=== Begin Enclosure ===

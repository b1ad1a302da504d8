use super::base;
use crate::error::{Error, Result};
use crate::types::ProjectVersionRef;
use crate::xml::{Document, Element};

/// Group id assumed for plugins that declare none
pub const DEFAULT_PLUGIN_GROUP: &str = "org.apache.maven.plugins";

/// The `<parent>` declaration of a POM
#[derive(Debug, Clone, PartialEq, Eq)]
pub struct ParentRef {
    pub group_id: String,
    pub artifact_id: String,
    pub version: String,
    pub relative_path: Option<String>,
}

impl ParentRef {
    pub fn from_gav(gav: &ProjectVersionRef, relative_path: Option<&str>) -> Self {
        Self {
            group_id: gav.group_id.clone(),
            artifact_id: gav.artifact_id.clone(),
            version: gav.version.clone(),
            relative_path: relative_path.map(str::to_string),
        }
    }

    pub fn as_gav(&self) -> ProjectVersionRef {
        ProjectVersionRef::new(&self.group_id, &self.artifact_id, &self.version)
    }

    fn to_element(&self) -> Element {
        let mut element = Element::new("parent")
            .with_child(Element::with_text("groupId", &self.group_id))
            .with_child(Element::with_text("artifactId", &self.artifact_id))
            .with_child(Element::with_text("version", &self.version));
        if let Some(path) = &self.relative_path {
            // An empty relativePath disables the filesystem lookup of the parent
            element = element.with_child(if path.is_empty() {
                Element::new("relativePath")
            } else {
                Element::with_text("relativePath", path)
            });
        }
        element
    }
}

/// A POM document. All reads and writes go to the one XML tree, so any
/// mutation is immediately visible to later readers.
#[derive(Debug, Clone)]
pub struct Model {
    document: Document,
}

impl Model {
    pub fn parse(source: &str) -> Result<Self> {
        Self::from_document(Document::parse(source)?)
    }

    pub fn from_document(document: Document) -> Result<Self> {
        if document.root.name != "project" {
            return Err(Error::Model(format!(
                "Expected <project> root element, found <{}>",
                document.root.name
            )));
        }
        Ok(Self { document })
    }

    pub fn document(&self) -> &Document {
        &self.document
    }

    pub fn to_xml_string(&self) -> Result<String> {
        self.document.to_xml_string()
    }

    /// The `<project>` element, i.e. the main model base
    pub fn root(&self) -> &Element {
        &self.document.root
    }

    pub fn root_mut(&mut self) -> &mut Element {
        &mut self.document.root
    }

    pub fn group_id(&self) -> Option<String> {
        self.root()
            .child_text("groupId")
            .or_else(|| self.parent().map(|p| p.group_id))
    }

    pub fn artifact_id(&self) -> Option<String> {
        self.root().child_text("artifactId")
    }

    /// Declared or inherited version, unresolved
    pub fn version(&self) -> Option<String> {
        self.explicit_version()
            .or_else(|| self.parent().map(|p| p.version))
    }

    pub fn explicit_version(&self) -> Option<String> {
        self.root().child_text("version")
    }

    /// Set the project version; a project inheriting its version gets an
    /// explicit `<version>` after its `<artifactId>`
    pub fn set_version(&mut self, version: &str) {
        let root = self.root_mut();
        match root.child_mut("version") {
            Some(element) => element.set_text(version),
            None => root.insert_child_after("artifactId", Element::with_text("version", version)),
        }
    }

    pub fn packaging(&self) -> String {
        self.root()
            .child_text("packaging")
            .unwrap_or_else(|| "jar".to_string())
    }

    pub fn parent(&self) -> Option<ParentRef> {
        let parent = self.root().child("parent")?;
        Some(ParentRef {
            group_id: parent.child_text("groupId").unwrap_or_default(),
            artifact_id: parent.child_text("artifactId").unwrap_or_default(),
            version: parent.child_text("version").unwrap_or_default(),
            relative_path: parent.child_text("relativePath"),
        })
    }

    /// Replace or insert the `<parent>` declaration
    pub fn set_parent(&mut self, parent: &ParentRef) {
        let root = self.root_mut();
        let element = parent.to_element();
        if let Some(existing) = root.child_mut("parent") {
            *existing = element;
            return;
        }
        root.insert_child_after("modelVersion", element);
    }

    pub fn set_parent_version(&mut self, version: &str) -> bool {
        match self.root_mut().child_mut("parent") {
            Some(parent) => {
                parent.set_child_text("version", version);
                true
            }
            None => false,
        }
    }

    /// Modules of the main model followed by those declared in profiles
    pub fn modules(&self) -> Vec<String> {
        let mut modules: Vec<String> = Vec::new();
        let bases = std::iter::once(self.root()).chain(self.profiles());
        for base in bases {
            if let Some(list) = base.child("modules") {
                for module in list.children_named("module") {
                    let name = module.text();
                    if !name.is_empty() && !modules.contains(&name) {
                        modules.push(name);
                    }
                }
            }
        }
        modules
    }

    pub fn profiles(&self) -> impl Iterator<Item = &Element> {
        self.root()
            .child("profiles")
            .into_iter()
            .flat_map(|profiles| profiles.children_named("profile"))
    }

    pub fn profiles_mut(&mut self) -> impl Iterator<Item = &mut Element> {
        self.root_mut()
            .child_mut("profiles")
            .into_iter()
            .flat_map(|profiles| profiles.children_named_mut("profile"))
    }

    pub fn property(&self, key: &str) -> Option<String> {
        base::property(self.root(), key)
    }

    pub fn properties(&self) -> Vec<(String, String)> {
        base::properties(self.root())
    }

    pub fn set_property(&mut self, key: &str, value: &str) -> bool {
        base::set_property(self.root_mut(), key, value)
    }
}

#[cfg(test)]
mod tests {
    use super::*;

    const CHILD: &str = r#"<project>
  <modelVersion>4.0.0</modelVersion>
  <parent>
    <groupId>org.example</groupId>
    <artifactId>root</artifactId>
    <version>1.0</version>
  </parent>
  <artifactId>child</artifactId>
  <packaging>pom</packaging>
  <modules>
    <module>a</module>
  </modules>
  <profiles>
    <profile>
      <id>extra</id>
      <modules>
        <module>b</module>
        <module>a</module>
      </modules>
    </profile>
  </profiles>
</project>"#;

    #[test]
    fn test_inherited_coordinates() {
        let model = Model::parse(CHILD).unwrap();
        assert_eq!(model.group_id().as_deref(), Some("org.example"));
        assert_eq!(model.artifact_id().as_deref(), Some("child"));
        assert_eq!(model.version().as_deref(), Some("1.0"));
        assert_eq!(model.explicit_version(), None);
        assert_eq!(model.packaging(), "pom");
    }

    #[test]
    fn test_modules_include_profiles_once() {
        let model = Model::parse(CHILD).unwrap();
        assert_eq!(model.modules(), vec!["a", "b"]);
    }

    #[test]
    fn test_set_version_inserts_after_artifact_id() {
        let mut model = Model::parse(CHILD).unwrap();
        model.set_version("2.0");
        let xml = model.to_xml_string().unwrap();
        assert!(xml.contains("<artifactId>child</artifactId>\n  <version>2.0</version>"));
        assert_eq!(model.version().as_deref(), Some("2.0"));
    }

    #[test]
    fn test_set_parent_replaces_existing() {
        let mut model = Model::parse(CHILD).unwrap();
        model.set_parent(&ParentRef::from_gav(
            &ProjectVersionRef::new("org.other", "base", "3"),
            Some(""),
        ));
        let parent = model.parent().unwrap();
        assert_eq!(parent.group_id, "org.other");
        assert_eq!(parent.relative_path.as_deref(), Some(""));
        assert_eq!(model.root().children_named("parent").count(), 1);
    }

    #[test]
    fn test_rejects_non_project_root() {
        assert!(matches!(Model::parse("<settings/>"), Err(Error::Model(_))));
    }
}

=== End Enclosure ===

Instructions for the task
Each entry shown above must be retyped word for word.

Answer box
repository b1ad1a302da504d8
use super::base;
use crate::error::{Error, Result};
use crate::types::ProjectVersionRef;
use crate::xml::{Document, Element};

/// Group id assumed for plugins that declare none
pub const DEFAULT_PLUGIN_GROUP: &str = "org.apache.maven.plugins";

/// The `<parent>` declaration of a POM
#[derive(Debug, Clone, PartialEq, Eq)]
pub struct ParentRef {
    pub group_id: String,
    pub artifact_id: String,
    pub version: String,
    pub relative_path: Option<String>,
}

impl ParentRef {
    pub fn from_gav(gav: &ProjectVersionRef, relative_path: Option<&str>) -> Self {
        Self {
            group_id: gav.group_id.clone(),
            artifact_id: gav.artifact_id.clone(),
            version: gav.version.clone(),
            relative_path: relative_path.map(str::to_string),
        }
    }

    pub fn as_gav(&self) -> ProjectVersionRef {
        ProjectVersionRef::new(&self.group_id, &self.artifact_id, &self.version)
    }

    fn to_element(&self) -> Element {
        let mut element = Element::new("parent")
            .with_child(Element::with_text("groupId", &self.group_id))
            .with_child(Element::with_text("artifactId", &self.artifact_id))
            .with_child(Element::with_text("version", &self.version));
        if let Some(path) = &self.relative_path {
            // An empty relativePath disables the filesystem lookup of the parent
            element = element.with_child(if path.is_empty() {
                Element::new("relativePath")
            } else {
                Element::with_text("relativePath", path)
            });
        }
        element
    }
}

/// A POM document. All reads and writes go to the one XML tree, so any
/// mutation is immediately visible to later readers.
#[derive(Debug, Clone)]
pub struct Model {
    document: Document,
}

impl Model {
    pub fn parse(source: &str) -> Result<Self> {
        Self::from_document(Document::parse(source)?)
    }

    pub fn from_document(document: Document) -> Result<Self> {
        if document.root.name != "project" {
            return Err(Error::Model(format!(
                "Expected <project> root element, found <{}>",
                document.root.name
            )));
        }
        Ok(Self { document })
    }

    pub fn document(&self) -> &Document {
        &self.document
    }

    pub fn to_xml_string(&self) -> Result<String> {
        self.document.to_xml_string()
    }

    /// The `<project>` element, i.e. the main model base
    pub fn root(&self) -> &Element {
        &self.document.root
    }

    pub fn root_mut(&mut self) -> &mut Element {
        &mut self.document.root
    }

    pub fn group_id(&self) -> Option<String> {
        self.root()
            .child_text("groupId")
            .or_else(|| self.parent().map(|p| p.group_id))
    }

    pub fn artifact_id(&self) -> Option<String> {
        self.root().child_text("artifactId")
    }

    /// Declared or inherited version, unresolved
    pub fn version(&self) -> Option<String> {
        self.explicit_version()
            .or_else(|| self.parent().map(|p| p.version))
    }

    pub fn explicit_version(&self) -> Option<String> {
        self.root().child_text("version")
    }

    /// Set the project version; a project inheriting its version gets an
    /// explicit `<version>` after its `<artifactId>`
    pub fn set_version(&mut self, version: &str) {
        let root = self.root_mut();
        match root.child_mut("version") {
            Some(element) => element.set_text(version),
            None => root.insert_child_after("artifactId", Element::with_text("version", version)),
        }
    }

    pub fn packaging(&self) -> String {
        self.root()
            .child_text("packaging")
            .unwrap_or_else(|| "jar".to_string())
    }

    pub fn parent(&self) -> Option<ParentRef> {
        let parent = self.root().child("parent")?;
        Some(ParentRef {
            group_id: parent.child_text("groupId").unwrap_or_default(),
            artifact_id: parent.child_text("artifactId").unwrap_or_default(),
            version: parent.child_text("version").unwrap_or_default(),
            relative_path: parent.child_text("relativePath"),
        })
    }

    /// Replace or insert the `<parent>` declaration
    pub fn set_parent(&mut self, parent: &ParentRef) {
        let root = self.root_mut();
        let element = parent.to_element();
        if let Some(existing) = root.child_mut("parent") {
            *existing = element;
            return;
        }
        root.insert_child_after("modelVersion", element);
    }

    pub fn set_parent_version(&mut self, version: &str) -> bool {
        match self.root_mut().child_mut("parent") {
            Some(parent) => {
                parent.set_child_text("version", version);
                true
            }
            None => false,
        }
    }

    /// Modules of the main model followed by those declared in profiles
    pub fn modules(&self) -> Vec<String> {
        let mut modules: Vec<String> = Vec::new();
        let bases = std::iter::once(self.root()).chain(self.profiles());
        for base in bases {
            if let Some(list) = base.child("modules") {
                for module in list.children_named("module") {
                    let name = module.text();
                    if !name.is_empty() && !modules.contains(&name) {
                        modules.push(name);
                    }
                }
            }
        }
        modules
    }

    pub fn profiles(&self) -> impl Iterator<Item = &Element> {
        self.root()
            .child("profiles")
            .into_iter()
            .flat_map(|profiles| profiles.children_named("profile"))
    }

    pub fn profiles_mut(&mut self) -> impl Iterator<Item = &mut Element> {
        self.root_mut()
            .child_mut("profiles")
            .into_iter()
            .flat_map(|profiles| profiles.children_named_mut("profile"))
    }

    pub fn property(&self, key: &str) -> Option<String> {
        base::property(self.root(), key)
    }

    pub fn properties(&self) -> Vec<(String, String)> {
        base::properties(self.root())
    }

    pub fn set_property(&mut self, key: &str, value: &str) -> bool {
        base::set_property(self.root_mut(), key, value)
    }
}

#[cfg(test)]
mod tests {
    use super::*;

    const CHILD: &str = r#"<project>
  <modelVersion>4.0.0</modelVersion>
  <parent>
    <groupId>org.example</groupId>
    <artifactId>root</artifactId>
    <version>1.0</version>
  </parent>
  <artifactId>child</artifactId>
  <packaging>pom</packaging>
  <modules>
    <module>a</module>
  </modules>
  <profiles>
    <profile>
      <id>extra</id>
      <modules>
        <module>b</module>
        <module>a</module>
      </modules>
    </profile>
  </profiles>
</project>"#;

    #[test]
    fn test_inherited_coordinates() {
        let model = Model::parse(CHILD).unwrap();
        assert_eq!(model.group_id().as_deref(), Some("org.example"));
        assert_eq!(model.artifact_id().as_deref(), Some("child"));
        assert_eq!(model.version().as_deref(), Some("1.0"));
        assert_eq!(model.explicit_version(), None);
        assert_eq!(model.packaging(), "pom");
    }

    #[test]
    fn test_modules_include_profiles_once() {
        let model = Model::parse(CHILD).unwrap();
        assert_eq!(model.modules(), vec!["a", "b"]);
    }

    #[test]
    fn test_set_version_inserts_after_artifact_id() {
        let mut model = Model::parse(CHILD).unwrap();
        model.set_version("2.0");
        let xml = model.to_xml_string().unwrap();
        assert!(xml.contains("<artifactId>child</artifactId>\n  <version>2.0</version>"));
        assert_eq!(model.version().as_deref(), Some("2.0"));
    }

    #[test]
    fn test_set_parent_replaces_existing() {
        let mut model = Model::parse(CHILD).unwrap();
        model.set_parent(&ParentRef::from_gav(
            &ProjectVersionRef::new("org.other", "base", "3"),
            Some(""),
        ));
        let parent = model.parent().unwrap();
        assert_eq!(parent.group_id, "org.other");
        assert_eq!(parent.relative_path.as_deref(), Some(""));
        assert_eq!(model.root().children_named("parent").count(), 1);
    }

    #[test]
    fn test_rejects_non_project_root() {
        assert!(matches!(Model::parse("<settings/>"), Err(Error::Model(_))));
    }
}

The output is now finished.